Work item: Say how many lines in the records contain the string "used", giving the number by itself.

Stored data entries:
=======
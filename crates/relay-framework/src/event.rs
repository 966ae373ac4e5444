//! Command events handed to handlers as their first argument.
//!
//! Each parser produces its own event type. Handlers receive the
//! style-neutral [`CommandEvent`], which can reply, report who invoked the
//! command and expose the bound options without the handler knowing which
//! trigger fired it. Style specific details stay reachable through
//! [`CommandEvent::as_prefix`], [`CommandEvent::as_slash`] and
//! [`CommandEvent::as_hybrid`].

use std::fmt;
use std::sync::Arc;

use crate::parser::{
    CommandOptionMapping, CommandPath, HybridOptionMapping, PrefixOptionMapping,
    SlashOptionMapping,
};
use crate::style::CommandStyle;
use relay_core::{
    ApiResult, BoxedBot, Channel, Member, SlashInteraction, Snowflake, SourceEvent, TextMessage,
    User,
};

// ============================================================================
// Prefix
// ============================================================================

/// A prefix command invocation.
#[derive(Clone)]
pub struct PrefixCommandEvent {
    pub(crate) message: Arc<TextMessage>,
    pub(crate) bot: BoxedBot,
    pub(crate) command_name: String,
    pub(crate) path: CommandPath,
    pub(crate) raw_arguments: Vec<String>,
    pub(crate) options: Vec<PrefixOptionMapping>,
}

impl PrefixCommandEvent {
    /// Returns the triggering message.
    pub fn message(&self) -> &Arc<TextMessage> {
        &self.message
    }

    /// Returns the bot that received the message.
    pub fn bot(&self) -> &BoxedBot {
        &self.bot
    }

    /// Returns the command name token.
    pub fn command_name(&self) -> &str {
        &self.command_name
    }

    /// Returns the resolved sub-path.
    pub fn path(&self) -> &CommandPath {
        &self.path
    }

    /// Returns every token after the command name, excess tokens included.
    pub fn raw_arguments(&self) -> &[String] {
        &self.raw_arguments
    }

    /// Returns the bound option mappings.
    pub fn options(&self) -> &[PrefixOptionMapping] {
        &self.options
    }

    /// Looks up a bound option by name.
    pub fn option(&self, name: &str) -> Option<&PrefixOptionMapping> {
        self.options.iter().find(|o| o.name() == name)
    }
}

impl fmt::Debug for PrefixCommandEvent {
    fn fmt(&self, f: &mut fmt::Formatter<'_>) -> fmt::Result {
        f.debug_struct("PrefixCommandEvent")
            .field("message", &self.message.id)
            .field("command_name", &self.command_name)
            .field("path", &self.path)
            .field("raw_arguments", &self.raw_arguments)
            .finish_non_exhaustive()
    }
}

// ============================================================================
// Slash
// ============================================================================

/// A slash command invocation.
#[derive(Clone)]
pub struct SlashCommandEvent {
    pub(crate) interaction: Arc<SlashInteraction>,
    pub(crate) bot: BoxedBot,
    pub(crate) path: CommandPath,
    pub(crate) options: Vec<SlashOptionMapping>,
}

impl SlashCommandEvent {
    /// Returns the triggering interaction.
    pub fn interaction(&self) -> &Arc<SlashInteraction> {
        &self.interaction
    }

    /// Returns the bot that received the interaction.
    pub fn bot(&self) -> &BoxedBot {
        &self.bot
    }

    /// Returns the command name.
    pub fn command_name(&self) -> &str {
        &self.interaction.command_name
    }

    /// Returns the resolved sub-path.
    pub fn path(&self) -> &CommandPath {
        &self.path
    }

    /// Returns the bound option mappings.
    pub fn options(&self) -> &[SlashOptionMapping] {
        &self.options
    }

    /// Looks up a bound option by name.
    pub fn option(&self, name: &str) -> Option<&SlashOptionMapping> {
        self.options.iter().find(|o| o.name() == name)
    }
}

impl fmt::Debug for SlashCommandEvent {
    fn fmt(&self, f: &mut fmt::Formatter<'_>) -> fmt::Result {
        f.debug_struct("SlashCommandEvent")
            .field("interaction", &self.interaction.id)
            .field("command_name", &self.interaction.command_name)
            .field("path", &self.path)
            .finish_non_exhaustive()
    }
}

// ============================================================================
// Hybrid
// ============================================================================

/// The trigger a hybrid command was invoked through.
#[derive(Debug, Clone)]
pub enum HybridSource {
    /// A text message.
    Prefix(PrefixCommandEvent),
    /// A slash interaction.
    Slash(SlashCommandEvent),
}

/// A hybrid command invocation.
#[derive(Debug, Clone)]
pub struct HybridCommandEvent {
    pub(crate) source: HybridSource,
    pub(crate) options: Vec<HybridOptionMapping>,
}

impl HybridCommandEvent {
    /// Returns the underlying trigger.
    pub fn source(&self) -> &HybridSource {
        &self.source
    }

    /// Whether the command was invoked through a slash interaction.
    pub fn is_slash(&self) -> bool {
        matches!(self.source, HybridSource::Slash(_))
    }

    /// Returns the bound option mappings.
    pub fn options(&self) -> &[HybridOptionMapping] {
        &self.options
    }

    /// Looks up a bound option by name.
    pub fn option(&self, name: &str) -> Option<&HybridOptionMapping> {
        self.options.iter().find(|o| o.name() == name)
    }

    fn bot(&self) -> &BoxedBot {
        match &self.source {
            HybridSource::Prefix(event) => event.bot(),
            HybridSource::Slash(event) => event.bot(),
        }
    }

    fn command_name(&self) -> &str {
        match &self.source {
            HybridSource::Prefix(event) => event.command_name(),
            HybridSource::Slash(event) => event.command_name(),
        }
    }

    fn path(&self) -> &CommandPath {
        match &self.source {
            HybridSource::Prefix(event) => event.path(),
            HybridSource::Slash(event) => event.path(),
        }
    }

    fn source_event(&self) -> SourceEvent {
        match &self.source {
            HybridSource::Prefix(event) => SourceEvent::Message(event.message.clone()),
            HybridSource::Slash(event) => SourceEvent::Slash(event.interaction.clone()),
        }
    }
}

// ============================================================================
// CommandEvent
// ============================================================================

/// The event every handler receives first.
#[derive(Debug, Clone)]
pub enum CommandEvent {
    /// A prefix command invocation.
    Prefix(Arc<PrefixCommandEvent>),
    /// A slash command invocation.
    Slash(Arc<SlashCommandEvent>),
    /// A hybrid command invocation.
    Hybrid(Arc<HybridCommandEvent>),
}

impl CommandEvent {
    /// Returns the style of the command that was invoked.
    pub fn style(&self) -> CommandStyle {
        match self {
            Self::Prefix(_) => CommandStyle::Prefix,
            Self::Slash(_) => CommandStyle::Slash,
            Self::Hybrid(_) => CommandStyle::Hybrid,
        }
    }

    /// Returns the bot handle.
    pub fn bot(&self) -> &BoxedBot {
        match self {
            Self::Prefix(event) => event.bot(),
            Self::Slash(event) => event.bot(),
            Self::Hybrid(event) => event.bot(),
        }
    }

    /// Returns the platform event the command originated from.
    pub fn source(&self) -> SourceEvent {
        match self {
            Self::Prefix(event) => SourceEvent::Message(event.message.clone()),
            Self::Slash(event) => SourceEvent::Slash(event.interaction.clone()),
            Self::Hybrid(event) => event.source_event(),
        }
    }

    /// Returns the invoking user.
    pub fn user(&self) -> User {
        self.source().user().clone()
    }

    /// Returns the invoking member, inside a guild.
    pub fn member(&self) -> Option<Member> {
        match self.source() {
            SourceEvent::Slash(interaction) => interaction.member.clone(),
            SourceEvent::Message(message) => message.member.clone(),
        }
    }

    /// Returns the channel the command was used in.
    pub fn channel(&self) -> Channel {
        self.source().channel().clone()
    }

    /// Returns the guild the command was used in.
    pub fn guild_id(&self) -> Option<Snowflake> {
        self.source().guild_id()
    }

    /// Returns the top-level command name.
    pub fn command_name(&self) -> &str {
        match self {
            Self::Prefix(event) => event.command_name(),
            Self::Slash(event) => event.command_name(),
            Self::Hybrid(event) => event.command_name(),
        }
    }

    /// Returns the resolved sub-path.
    pub fn path(&self) -> &CommandPath {
        match self {
            Self::Prefix(event) => event.path(),
            Self::Slash(event) => event.path(),
            Self::Hybrid(event) => event.path(),
        }
    }

    /// Returns the fully qualified command name, e.g. `role admin add`.
    pub fn full_command_name(&self) -> String {
        self.path().qualified(self.command_name())
    }

    /// Returns the bound options as style-neutral mappings.
    pub fn options(&self) -> Vec<HybridOptionMapping> {
        match self {
            Self::Prefix(event) => event
                .options()
                .iter()
                .cloned()
                .map(HybridOptionMapping::Prefix)
                .collect(),
            Self::Slash(event) => event
                .options()
                .iter()
                .cloned()
                .map(HybridOptionMapping::Slash)
                .collect(),
            Self::Hybrid(event) => event.options().to_vec(),
        }
    }

    /// Looks up a bound option by name.
    pub fn option(&self, name: &str) -> Option<HybridOptionMapping> {
        self.options().into_iter().find(|o| o.name() == name)
    }

    /// Replies to the invoking event.
    pub async fn reply(&self, content: &str) -> ApiResult<()> {
        self.bot().reply(&self.source(), content, false).await
    }

    /// Replies visibly to the invoking user only, where supported.
    pub async fn reply_ephemeral(&self, content: &str) -> ApiResult<()> {
        self.bot().reply(&self.source(), content, true).await
    }

    /// Returns the prefix event, if this is a prefix invocation.
    pub fn as_prefix(&self) -> Option<&PrefixCommandEvent> {
        match self {
            Self::Prefix(event) => Some(event),
            _ => None,
        }
    }

    /// Returns the slash event, if this is a slash invocation.
    pub fn as_slash(&self) -> Option<&SlashCommandEvent> {
        match self {
            Self::Slash(event) => Some(event),
            _ => None,
        }
    }

    /// Returns the hybrid event, if this is a hybrid invocation.
    pub fn as_hybrid(&self) -> Option<&HybridCommandEvent> {
        match self {
            Self::Hybrid(event) => Some(event),
            _ => None,
        }
    }
}

#[cfg(test)]
mod tests {
    use super::*;
    use crate::test_support::{MockBot, author, channel};
    use relay_core::OptionMapping;

    fn slash_event(bot: &Arc<MockBot>) -> SlashCommandEvent {
        let interaction = SlashInteraction::new("role", author(), channel())
            .with_group("admin")
            .with_subcommand("add")
            .with_option(OptionMapping::string("note", "hi"));
        SlashCommandEvent {
            interaction: Arc::new(interaction),
            bot: bot.clone(),
            path: CommandPath::SubcommandInGroup {
                group: "admin".into(),
                subcommand: "add".into(),
            },
            options: vec![SlashOptionMapping::new(OptionMapping::string("note", "hi"))],
        }
    }

    #[tokio::test]
    async fn test_reply_goes_to_source() {
        let bot = MockBot::new();
        let event = CommandEvent::Slash(Arc::new(slash_event(&bot)));

        event.reply("done").await.unwrap();
        event.reply_ephemeral("secret").await.unwrap();

        assert_eq!(
            bot.replies(),
            vec![("done".to_string(), false), ("secret".to_string(), true)]
        );
    }

    #[test]
    fn test_hybrid_event_is_style_neutral() {
        let bot = MockBot::new();
        let slash = slash_event(&bot);
        let options = slash
            .options()
            .iter()
            .cloned()
            .map(HybridOptionMapping::Slash)
            .collect();
        let event = CommandEvent::Hybrid(Arc::new(HybridCommandEvent {
            source: HybridSource::Slash(slash),
            options,
        }));

        assert_eq!(event.style(), CommandStyle::Hybrid);
        assert_eq!(event.command_name(), "role");
        assert_eq!(event.full_command_name(), "role admin add");
        assert_eq!(event.user(), author());
        assert!(event.as_hybrid().is_some_and(HybridCommandEvent::is_slash));
        assert_eq!(
            event.option("note").and_then(|o| o.as_string()).as_deref(),
            Some("hi")
        );
        assert!(event.option("missing").is_none());
    }
}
=======
Problem solution: 2